Saved data entries
------------------------------------------------

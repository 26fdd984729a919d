// Copyright 2025 eraflo
//
// Licensed under the Apache License, Version 2.0 (the "License");
// you may not use this file except in compliance with the License.
// You may obtain a copy of the License at
//
//     http://www.apache.org/licenses/LICENSE-2.0
//
// Unless required by applicable law or agreed to in writing, software
// distributed under the License is distributed on an "AS IS" BASIS,
// WITHOUT WARRANTIES OR CONDITIONS OF ANY KIND, either express or implied.
// See the License for the specific language governing permissions and
// limitations under the License.

//! # Modgov Control
//!
//! The adaptive module performance governor: per-module profiling, anomaly
//! detection, trend prediction, rule-based configuration optimization,
//! thread budget balancing with an admission gate, and self-healing.
//!
//! [`Governor`] wires these components to the host's collaborators and runs
//! them on a shared [`modgov_core::TaskScheduler`].

#![warn(missing_docs)]

pub mod anomaly;
pub mod balancer;
pub mod config;
pub mod error;
pub mod governor;
pub mod healing;
pub mod health;
pub mod load;
pub mod optimization;
pub mod prediction;
pub mod profile;
pub mod registry;
pub mod ring;
pub mod scheduler;
pub mod severity;

pub use anomaly::{Anomaly, AnomalyDetector, AnomalyType, BaselineScope};
pub use balancer::{AdmissionPermit, AllocationSnapshot, BalancerCommand, LoadBalancer};
pub use config::GovernorConfig;
pub use error::{GovernorError, GovernorResult};
pub use governor::{Collaborators, Governor, GovernorEvent, GovernorTask};
pub use healing::{ActionExecutor, HealingAction, HealingActionType, SelfHealingManager};
pub use health::{HealthIssue, HealthIssueType, HealthState, ModuleHealthStatus};
pub use load::LoadLevel;
pub use prediction::{PerformancePredictor, PredictedIssue};
pub use profile::{ModuleProfile, ProfileSummary};
pub use registry::{LifecycleOp, StaticModuleRegistry};
pub use scheduler::{ManualScheduler, WorkerScheduler};
pub use severity::Severity;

------------------------------------------------

* _WORK REQUEST_
Please output all of the entries without changing a single character.

* _SOLUTION FOR THIS EXERCISE_
repository 26fdd984729a919d
// Copyright 2025 eraflo
//
// Licensed under the Apache License, Version 2.0 (the "License");
// you may not use this file except in compliance with the License.
// You may obtain a copy of the License at
//
//     http://www.apache.org/licenses/LICENSE-2.0
//
// Unless required by applicable law or agreed to in writing, software
// distributed under the License is distributed on an "AS IS" BASIS,
// WITHOUT WARRANTIES OR CONDITIONS OF ANY KIND, either express or implied.
// See the License for the specific language governing permissions and
// limitations under the License.

//! # Modgov Control
//!
//! The adaptive module performance governor: per-module profiling, anomaly
//! detection, trend prediction, rule-based configuration optimization,
//! thread budget balancing with an admission gate, and self-healing.
//!
//! [`Governor`] wires these components to the host's collaborators and runs
//! them on a shared [`modgov_core::TaskScheduler`].

#![warn(missing_docs)]

pub mod anomaly;
pub mod balancer;
pub mod config;
pub mod error;
pub mod governor;
pub mod healing;
pub mod health;
pub mod load;
pub mod optimization;
pub mod prediction;
pub mod profile;
pub mod registry;
pub mod ring;
pub mod scheduler;
pub mod severity;

pub use anomaly::{Anomaly, AnomalyDetector, AnomalyType, BaselineScope};
pub use balancer::{AdmissionPermit, AllocationSnapshot, BalancerCommand, LoadBalancer};
pub use config::GovernorConfig;
pub use error::{GovernorError, GovernorResult};
pub use governor::{Collaborators, Governor, GovernorEvent, GovernorTask};
pub use healing::{ActionExecutor, HealingAction, HealingActionType, SelfHealingManager};
pub use health::{HealthIssue, HealthIssueType, HealthState, ModuleHealthStatus};
pub use load::LoadLevel;
pub use prediction::{PerformancePredictor, PredictedIssue};
pub use profile::{ModuleProfile, ProfileSummary};
pub use registry::{LifecycleOp, StaticModuleRegistry};
pub use scheduler::{ManualScheduler, WorkerScheduler};
pub use severity::Severity;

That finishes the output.